The UK’s official public inquiry into Covid-19 will begin scrutinising how Boris Johnson and his government handled the pandemic, it has been announced.
The delayed investigation has been broken into modules, with teams investigating and commissioning research on different issues.
The second module will have a particular focus on early 2020 and the decisions taken by Johnson and the cabinet, as well as decisions taken in the devolved institutions in Scotland, Wales and Northern Ireland.
“My team and I will establish what was understood about Covid-19 at the time, what information was available in each of the four UK nations and how and why key decisions were made, especially early in the pandemic,” said its chair, Lady Heather Hallett, first appointed to the position in December 2021.
The investigation will also take into account the advice from civil service, senior advisers and relevant subcommittees.
The first module, on the identification of the disease and the UK’s readiness in responding, opened in July. The announcement comes nearly two and a half years after the coronavirus first swept across the UK. Preliminary hearings will be held from late autumn, with witnesses giving evidence in summer 2023.
Hallett, a retired court of appeal judge and a crossbench peer, said she would begin using evidence given next year to build a full picture of challenges faced by the UK, and the ways in which governments chose to confront them.

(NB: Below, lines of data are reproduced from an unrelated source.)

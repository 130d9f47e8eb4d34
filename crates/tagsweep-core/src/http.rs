//! Harbor v2.0 REST client
//!
//! One `reqwest::Client` carries basic auth, the request timeout and the
//! optional TLS skip-verify setting for every call of a sweep.

use async_trait::async_trait;
use reqwest::{Method, RequestBuilder, StatusCode, Url};
use serde::de::DeserializeOwned;
use tracing::debug;

use crate::config::RegistryConfig;
use crate::error::{Result, SweepError};
use crate::model::{Artifact, Repository};
use crate::registry::RegistryApi;

/// Query string that asks the registry for every result in one page.
const ALL_PAGES: &[(&str, &str)] = &[("page", "-1"), ("page_size", "-1")];

/// HTTP client for a Harbor-style registry
pub struct HarborClient {
    config: RegistryConfig,
    http_client: reqwest::Client,
}

impl HarborClient {
    /// Create a new client
    pub fn new(config: RegistryConfig) -> Result<Self> {
        let http_client = reqwest::Client::builder()
            .user_agent(concat!("tagsweep/", env!("CARGO_PKG_VERSION")))
            .timeout(config.timeout)
            .danger_accept_invalid_certs(config.insecure)
            .build()
            .map_err(|e| SweepError::http("building HTTP client", e))?;

        if config.insecure {
            tracing::warn!(
                registry = %config.base_url,
                "TLS certificate verification is disabled"
            );
        }

        Ok(HarborClient {
            config,
            http_client,
        })
    }

    pub fn config(&self) -> &RegistryConfig {
        &self.config
    }

    fn request(&self, method: Method, url: Url) -> RequestBuilder {
        let creds = &self.config.credentials;
        self.http_client
            .request(method, url)
            .header(reqwest::header::ACCEPT, "application/json")
            .basic_auth(&creds.username, Some(&creds.password))
    }

    async fn get_json<T: DeserializeOwned>(&self, url: Url, context: &str) -> Result<T> {
        debug!(%url, "GET");
        let response = self
            .request(Method::GET, url)
            .send()
            .await
            .map_err(|e| SweepError::http(context, e))?;

        let status = response.status();
        if !status.is_success() {
            return Err(SweepError::UnexpectedStatus {
                context: context.to_string(),
                status: status.as_u16(),
            });
        }

        let body = response
            .bytes()
            .await
            .map_err(|e| SweepError::http(context, e))?;
        serde_json::from_slice(&body).map_err(|e| SweepError::decode(context, e))
    }
}

#[async_trait]
impl RegistryApi for HarborClient {
    async fn project_exists(&self, project: &str) -> Result<bool> {
        let url = project_url(&self.config.base_url, project);
        debug!(%url, "GET");

        let response = self
            .request(Method::GET, url)
            .header("X-Is-Resource-Name", "false")
            .send()
            .await
            .map_err(|e| SweepError::http(format!("checking project '{}'", project), e))?;

        Ok(response.status() == StatusCode::OK)
    }

    async fn list_repositories(&self, project: &str) -> Result<Vec<String>> {
        let url = repositories_url(&self.config.base_url, project);
        let context = format!("listing repositories of project '{}'", project);
        let repositories: Vec<Repository> = self.get_json(url, &context).await?;

        Ok(repositories
            .iter()
            .map(|r| r.short_name().to_string())
            .collect())
    }

    async fn list_artifacts(&self, project: &str, repository: &str) -> Result<Vec<Artifact>> {
        let url = artifacts_url(&self.config.base_url, project, repository);
        let context = format!("listing artifacts of '{}/{}'", project, repository);
        self.get_json(url, &context).await
    }

    async fn delete_tag(
        &self,
        project: &str,
        repository: &str,
        digest: &str,
        tag: &str,
    ) -> Result<()> {
        let url = delete_tag_url(&self.config.base_url, project, repository, digest, tag);
        let context = format!("deleting tag {} (digest: {})", tag, digest);
        debug!(%url, "DELETE");

        let response = self
            .request(Method::DELETE, url)
            .send()
            .await
            .map_err(|e| SweepError::http(&context, e))?;

        match response.status() {
            StatusCode::OK | StatusCode::NO_CONTENT => Ok(()),
            status => Err(SweepError::UnexpectedStatus {
                context,
                status: status.as_u16(),
            }),
        }
    }
}

/// `{base}/api/v2.0/{segments...}` with each segment percent-encoded.
fn api_url(base: &Url, segments: &[&str]) -> Url {
    let mut url = base.clone();
    url.set_query(None);
    url.set_fragment(None);
    if let Ok(mut path) = url.path_segments_mut() {
        path.pop_if_empty().extend(["api", "v2.0"]).extend(segments);
    }
    url
}

fn with_query(mut url: Url, pairs: &[(&str, &str)]) -> Url {
    url.query_pairs_mut().extend_pairs(pairs);
    url
}

pub(crate) fn project_url(base: &Url, project: &str) -> Url {
    api_url(base, &["projects", project])
}

pub(crate) fn repositories_url(base: &Url, project: &str) -> Url {
    with_query(api_url(base, &["projects", project, "repositories"]), ALL_PAGES)
}

pub(crate) fn artifacts_url(base: &Url, project: &str, repository: &str) -> Url {
    let url = api_url(
        base,
        &["projects", project, "repositories", repository, "artifacts"],
    );
    with_query(with_query(url, ALL_PAGES), &[("with_tag", "true")])
}

pub(crate) fn delete_tag_url(
    base: &Url,
    project: &str,
    repository: &str,
    digest: &str,
    tag: &str,
) -> Url {
    api_url(
        base,
        &[
            "projects",
            project,
            "repositories",
            repository,
            "artifacts",
            digest,
            "tags",
            tag,
        ],
    )
}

The investigation also allows for individuals, organisations and institutions to access evidence, make opening and closing statements at inquiry hearings, or suggest lines of questioning to counsel. The process to participate opens on Wednesday and closes on 23 September.
“It’s time for facts, not opinions – and I will be resolute in my quest for the truth,” Hallett said when the first investigation was launched in July.
Before its investigations, the inquiry launched a four-week consultation and received more than 20,000 responses on the government’s draft terms of reference, on what should be investigated, and from individuals severely affected by the pandemic.
“When meeting those who lost loved ones earlier this year, I was struck by the devastating nature of their loss, exacerbated by the impact of the restrictions in place at the time on their ability to grieve. Millions felt hardship and loss during the pandemic, and for some life will never feel the same again,” said Hallett.
Jo Goodman, the co-founder of the Covid-19 Bereaved Families for Justice campaign, previously said all bereaved families want the same thing: “to make sure that lessons are learned from our devastating losses to protect others in the future”.